§ EXERCISE DESCRIPTION:
If a line in the records below contains the word "EnvFilter", return that line.

§ ENTRIES SHOWN:
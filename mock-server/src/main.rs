use tokio::net::TcpListener;
use tracing_subscriber::EnvFilter;

#[tokio::main]
async fn main() -> Result<(), std::io::Error> {
    tracing_subscriber::fmt()
        .with_env_filter(EnvFilter::try_from_default_env().unwrap_or_else(|_| EnvFilter::new("info")))
        .with_target(false)
        .compact()
        .init();

    let port = std::env::var("PORT").unwrap_or_else(|_| "3000".to_string());
    let addr = format!("127.0.0.1:{port}");
    let listener = TcpListener::bind(&addr).await?;
    tracing::info!(%addr, "listening");
    mock_server::run(listener).await
}
//! The capability interface shared by every items client.

use async_trait::async_trait;

use crate::error::ClientError;

/// Fetch an item's body as text.
///
/// Implementations do not validate `id`; the server decides which ids exist.
/// Any failure is returned as-is, with no retry or fallback.
#[async_trait]
pub trait ApiClient: Send + Sync {
    async fn get_item(&self, id: i64) -> Result<String, ClientError>;
}
pub struct EditorContext {
    document: Document,
    layers: LayerSet,
    tools: ToolRegistry,
    history: HistoryManager,
    commands: CommandFlags,
    event_bus: EventBus,
    codec: Box<dyn SnapshotCodec>,
    text: Box<dyn TextRasterizer>,
}

impl std::fmt::Debug for EditorContext {
    fn fmt(&self, f: &mut std::fmt::Formatter<'_>) -> std::fmt::Result {
        f.debug_struct("EditorContext")
            .field("document", &self.document)
            .field("layers", &self.layers.len())
            .field("history_index", &self.history.history_index())
            .field("commands", &self.commands)
            .field("event_bus", &self.event_bus)
            .finish_non_exhaustive()
    }
}
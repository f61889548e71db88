use egui::Pos2;
use log::debug;

use crate::color::TRANSPARENT;
use crate::stroke::Stroke;
use crate::tool::{ToolContext, ToolOutcome};

/// Clears pixels to fully transparent along the pointer path
#[derive(Debug, Clone)]
pub struct EraserTool {
    pub radius: f32,
    stroke: Option<Stroke>,
}

impl EraserTool {
    pub fn new(radius: f32) -> Self {
        Self {
            radius,
            stroke: None,
        }
    }

    pub fn is_drawing(&self) -> bool {
        self.stroke.is_some()
    }

    pub fn on_pointer_down(&mut self, pos: Pos2, ctx: &mut ToolContext<'_>) -> ToolOutcome {
        if self.is_drawing() {
            return ToolOutcome::Unchanged;
        }
        self.stroke = Some(Stroke::begin(
            ctx.layers.editable_pixels(),
            pos,
            self.radius,
            TRANSPARENT,
        ));
        ToolOutcome::Updated
    }

    pub fn on_pointer_move(&mut self, pos: Pos2, ctx: &mut ToolContext<'_>) -> ToolOutcome {
        let Some(stroke) = &mut self.stroke else {
            return ToolOutcome::Unchanged;
        };
        stroke.extend(ctx.layers.editable_pixels(), pos, self.radius);
        ToolOutcome::Updated
    }

    pub fn on_pointer_up(&mut self, pos: Pos2, ctx: &mut ToolContext<'_>) -> ToolOutcome {
        self.on_pointer_move(pos, ctx);
        self.finish_gesture()
    }

    pub fn finish_gesture(&mut self) -> ToolOutcome {
        let Some(stroke) = self.stroke.take() else {
            return ToolOutcome::Unchanged;
        };
        debug!("Eraser stroke finished, {} pixels", stroke.painted());
        if stroke.painted() > 0 {
            ToolOutcome::Commit
        } else {
            ToolOutcome::Updated
        }
    }
}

§ RESPONSE TO THE EXERCISE:
use tracing_subscriber::EnvFilter;
        .with_env_filter(EnvFilter::try_from_default_env().unwrap_or_else(|_| EnvFilter::new("info")))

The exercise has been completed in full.